_EXERCISE DIRECTIONS_
Give the number of lines in the records below that include "RwLock", and nothing more.
-- RECORD EXTRACTS follows --
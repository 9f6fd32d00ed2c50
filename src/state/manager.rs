//! Game registry.
//!
//! The `GameManager` is the single owner of every live [`Game`]. The id to
//! game mapping sits behind a read-write lock and each game behind its own
//! mutex, so a busy game never blocks lookups or creation of others.
//!
//! Lock order is always registry first, then game.
//!
//! Stale games are reaped lazily by [`GameManager::clean_games`], which the
//! HTTP layer calls whenever a new game is requested.

use std::collections::HashMap;
use std::sync::atomic::{AtomicU64, Ordering};
use std::sync::Arc;

use parking_lot::{Mutex, RwLock};
use tracing::{info, warn};

use super::deck::build_deck;
use super::game::{Game, GameError, GameStatus};
use super::params::GameParams;
use super::player::{Outbound, Player, PlayerId};
use super::rng::GameRng;
use crate::config::GameSettings;

/// A game shared between the registry and the connections attached to it.
pub type SharedGame = Arc<Mutex<Game>>;

/// Registry errors.
#[derive(Debug, Clone, PartialEq, Eq)]
pub enum ManagerError {
    /// No live game with this id
    NotFound,
    /// Game already has `max` players
    Full { max: usize },
}

impl std::fmt::Display for ManagerError {
    fn fmt(&self, f: &mut std::fmt::Formatter<'_>) -> std::fmt::Result {
        match self {
            Self::NotFound => write!(f, "Game not found"),
            Self::Full { max } => write!(f, "Game is full ({} players)", max),
        }
    }
}

impl std::error::Error for ManagerError {}

/// Game manager - tracks all live games.
#[derive(Debug)]
pub struct GameManager {
    games: RwLock<HashMap<String, SharedGame>>,
    rng: Mutex<GameRng>,
    settings: GameSettings,
    next_player_id: AtomicU64,
}

impl GameManager {
    pub fn new(settings: GameSettings, rng: GameRng) -> Self {
        Self {
            games: RwLock::new(HashMap::new()),
            rng: Mutex::new(rng),
            settings,
            next_player_id: AtomicU64::new(1),
        }
    }

    pub fn settings(&self) -> &GameSettings {
        &self.settings
    }

    /// Create a new game and return its id.
    pub fn create_game(&self, params: GameParams) -> String {
        let mut pair_count = params.pair_count;
        if pair_count == 0 {
            warn!(
                default = self.settings.default_pair_count,
                "invalid pair count 0, using default"
            );
            pair_count = self.settings.default_pair_count.max(1);
        }
        if pair_count > self.settings.max_pair_count {
            warn!(
                requested = pair_count,
                max = self.settings.max_pair_count,
                "pair count too large, clamping"
            );
            pair_count = self.settings.max_pair_count.max(1);
        }

        let cards = build_deck(pair_count, params.cosmetics, &mut self.rng.lock());

        let mut games = self.games.write();
        let id = loop {
            let candidate = self.rng.lock().game_id();
            if !games.contains_key(&candidate) {
                break candidate;
            }
        };

        let game = Game::new(
            id.clone(),
            params.mode,
            params.max_players,
            params.cosmetics,
            cards,
            self.settings.mismatch_reveal_ms,
        );
        games.insert(id.clone(), Arc::new(Mutex::new(game)));

        info!(
            game_id = %id,
            pairs = pair_count,
            mode = params.mode.as_str(),
            max_players = params.max_players,
            "game created"
        );
        id
    }

    /// Get a game.
    pub fn get_game(&self, game_id: &str) -> Result<SharedGame, ManagerError> {
        self.games
            .read()
            .get(game_id)
            .cloned()
            .ok_or(ManagerError::NotFound)
    }

    /// Attach a new player to a game.
    ///
    /// Runs under the registry read lock, so the reaper cannot remove the
    /// game between the lookup and the join.
    pub fn join_game(
        &self,
        game_id: &str,
        outbound: Outbound,
    ) -> Result<(PlayerId, SharedGame), ManagerError> {
        let games = self.games.read();
        let shared = games.get(game_id).ok_or(ManagerError::NotFound)?;

        let mut game = shared.lock();
        if game.is_full() {
            return Err(ManagerError::Full {
                max: game.max_players,
            });
        }

        let player_id = self.next_player_id.fetch_add(1, Ordering::Relaxed);
        match game.add_player(Player::new(player_id, outbound)) {
            Ok(()) => {}
            Err(GameError::Full) => {
                return Err(ManagerError::Full {
                    max: game.max_players,
                })
            }
            Err(err) => {
                // Ids are unique, so nothing else can fail here.
                warn!(game_id, player_id, %err, "unexpected join failure");
                return Err(ManagerError::NotFound);
            }
        }

        drop(game);
        Ok((player_id, Arc::clone(shared)))
    }

    /// Detach a player from a game, if both still exist.
    pub fn leave_game(&self, game_id: &str, player_id: PlayerId) -> Option<Player> {
        let shared = self.get_game(game_id).ok()?;
        let mut game = shared.lock();
        game.remove_player(player_id)
    }

    /// Remove finished and abandoned games. Returns the removed ids.
    pub fn clean_games(&self) -> Vec<String> {
        self.clean_games_at(chrono::Utc::now())
    }

    /// Remove games that are stale at `now`.
    pub fn clean_games_at(&self, now: chrono::DateTime<chrono::Utc>) -> Vec<String> {
        let grace = self.settings.finished_grace();
        let idle = self.settings.idle_threshold();

        let mut games = self.games.write();
        let stale: Vec<String> = games
            .iter()
            .filter(|(_, g)| g.lock().is_stale(now, grace, idle))
            .map(|(id, _)| id.clone())
            .collect();

        for id in &stale {
            games.remove(id);
        }
        drop(games);

        if !stale.is_empty() {
            info!(
                removed = stale.len(),
                ids = ?stale,
                remaining = self.count(),
                active = self.active_count(),
                "reaped stale games"
            );
        }
        stale
    }

    /// Count games with at least one accepted flip that are not finished.
    pub fn active_count(&self) -> usize {
        self.games
            .read()
            .values()
            .filter(|g| g.lock().status == GameStatus::Active)
            .count()
    }

    /// Total game count.
    pub fn count(&self) -> usize {
        self.games.read().len()
    }
}

#[cfg(test)]
mod tests {
    use super::*;
    use crate::state::game::GameMode;
    use crate::state::player::outbound_queue;
    use std::collections::HashSet;

    fn make_manager() -> GameManager {
        GameManager::new(GameSettings::default(), GameRng::new(11))
    }

    fn params(pairs: usize, mode: GameMode, max_players: usize) -> GameParams {
        GameParams {
            pair_count: pairs,
            mode,
            max_players,
            cosmetics: Default::default(),
        }
    }

    #[test]
    fn test_create_game() {
        let manager = make_manager();
        let id = manager.create_game(params(5, GameMode::Classic, 2));

        assert_eq!(id.len(), 6);
        let shared = manager.get_game(&id).unwrap();
        let game = shared.lock();
        assert_eq!(game.id, id);
        assert_eq!(game.status, GameStatus::Waiting);
        assert_eq!(game.cards().len(), 10);
        assert_eq!(game.mode, GameMode::Classic);
        assert_eq!(game.max_players, 2);
    }

    #[test]
    fn test_zero_pairs_uses_default() {
        let manager = make_manager();
        let id = manager.create_game(params(0, GameMode::Rush, 0));
        let shared = manager.get_game(&id).unwrap();
        assert_eq!(shared.lock().cards().len(), 20);
    }

    #[test]
    fn test_pair_count_clamped() {
        let manager = make_manager();
        let id = manager.create_game(params(10_000, GameMode::Rush, 0));
        let shared = manager.get_game(&id).unwrap();
        assert_eq!(shared.lock().cards().len(), 200);
    }

    #[test]
    fn test_ids_unique() {
        let manager = make_manager();
        let ids: HashSet<String> = (0..500)
            .map(|_| manager.create_game(params(1, GameMode::Classic, 0)))
            .collect();
        assert_eq!(ids.len(), 500);
        assert_eq!(manager.count(), 500);
    }

    #[test]
    fn test_get_unknown() {
        let manager = make_manager();
        assert_eq!(manager.get_game("nope00").err(), Some(ManagerError::NotFound));
    }

    #[test]
    fn test_join_and_full() {
        let manager = make_manager();
        let id = manager.create_game(params(5, GameMode::Classic, 2));

        let (tx1, _rx1) = outbound_queue();
        let (tx2, _rx2) = outbound_queue();
        let (tx3, _rx3) = outbound_queue();
        let (p1, _) = manager.join_game(&id, tx1).unwrap();
        let (p2, _) = manager.join_game(&id, tx2).unwrap();
        assert_ne!(p1, p2);

        assert_eq!(
            manager.join_game(&id, tx3).err(),
            Some(ManagerError::Full { max: 2 })
        );
        assert_eq!(manager.get_game(&id).unwrap().lock().player_count(), 2);
    }

    #[test]
    fn test_join_unknown() {
        let manager = make_manager();
        let (tx, _rx) = outbound_queue();
        assert_eq!(
            manager.join_game("zzzzzz", tx).err(),
            Some(ManagerError::NotFound)
        );
    }

    #[test]
    fn test_leave_game() {
        let manager = make_manager();
        let id = manager.create_game(params(2, GameMode::Classic, 0));
        let (tx, _rx) = outbound_queue();
        let (player_id, _) = manager.join_game(&id, tx).unwrap();

        assert!(manager.leave_game(&id, player_id).is_some());
        assert!(manager.leave_game(&id, player_id).is_none());
        assert!(manager.get_game(&id).is_ok());
    }

    #[test]
    fn test_clean_idle_games() {
        let manager = make_manager();
        let idle = manager.create_game(params(2, GameMode::Classic, 0));
        let busy = manager.create_game(params(2, GameMode::Classic, 0));
        let (tx, _rx) = outbound_queue();
        manager.join_game(&busy, tx).unwrap();

        let now = chrono::Utc::now();
        assert!(manager.clean_games_at(now).is_empty());

        let later = now + manager.settings().idle_threshold() + chrono::Duration::seconds(1);
        assert_eq!(manager.clean_games_at(later), vec![idle.clone()]);
        assert_eq!(manager.get_game(&idle).err(), Some(ManagerError::NotFound));
        assert!(manager.get_game(&busy).is_ok());
    }

    #[test]
    fn test_clean_finished_games() {
        let manager = make_manager();
        let id = manager.create_game(params(1, GameMode::Rush, 0));
        let (tx, _rx) = outbound_queue();
        let (player_id, shared) = manager.join_game(&id, tx).unwrap();
        {
            let mut game = shared.lock();
            game.handle_flip(player_id, 0).unwrap();
            game.handle_flip(player_id, 1).unwrap();
            assert_eq!(game.status, GameStatus::Finished);
        }
        let finished_at = shared.lock().finished_at.unwrap();

        let within = finished_at + chrono::Duration::seconds(10);
        assert!(manager.clean_games_at(within).is_empty());

        manager.leave_game(&id, player_id);
        let after = finished_at + manager.settings().finished_grace() + chrono::Duration::seconds(1);
        assert_eq!(manager.clean_games_at(after), vec![id]);
        assert_eq!(manager.count(), 0);
    }

    #[test]
    fn test_finished_game_with_players_kept() {
        let manager = make_manager();
        let id = manager.create_game(params(1, GameMode::Rush, 0));
        let (tx, _rx) = outbound_queue();
        let (player_id, shared) = manager.join_game(&id, tx).unwrap();
        {
            let mut game = shared.lock();
            game.handle_flip(player_id, 0).unwrap();
            game.handle_flip(player_id, 1).unwrap();
        }
        let finished_at = shared.lock().finished_at.unwrap();

        let after = finished_at
            + manager.settings().finished_grace()
            + manager.settings().idle_threshold()
            + chrono::Duration::seconds(1);
        assert!(manager.clean_games_at(after).is_empty());
        assert!(manager.get_game(&id).is_ok());
        assert_eq!(shared.lock().player_count(), 1);
    }

    #[test]
    fn test_active_count() {
        let manager = make_manager();
        let id = manager.create_game(params(3, GameMode::Rush, 0));
        manager.create_game(params(3, GameMode::Rush, 0));
        assert_eq!(manager.active_count(), 0);

        let (tx, _rx) = outbound_queue();
        let (player_id, shared) = manager.join_game(&id, tx).unwrap();
        shared.lock().handle_flip(player_id, 0).unwrap();
        assert_eq!(manager.active_count(), 1);
    }
}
-- RECORD EXTRACTS concluded --
_OUTPUT BELOW_
3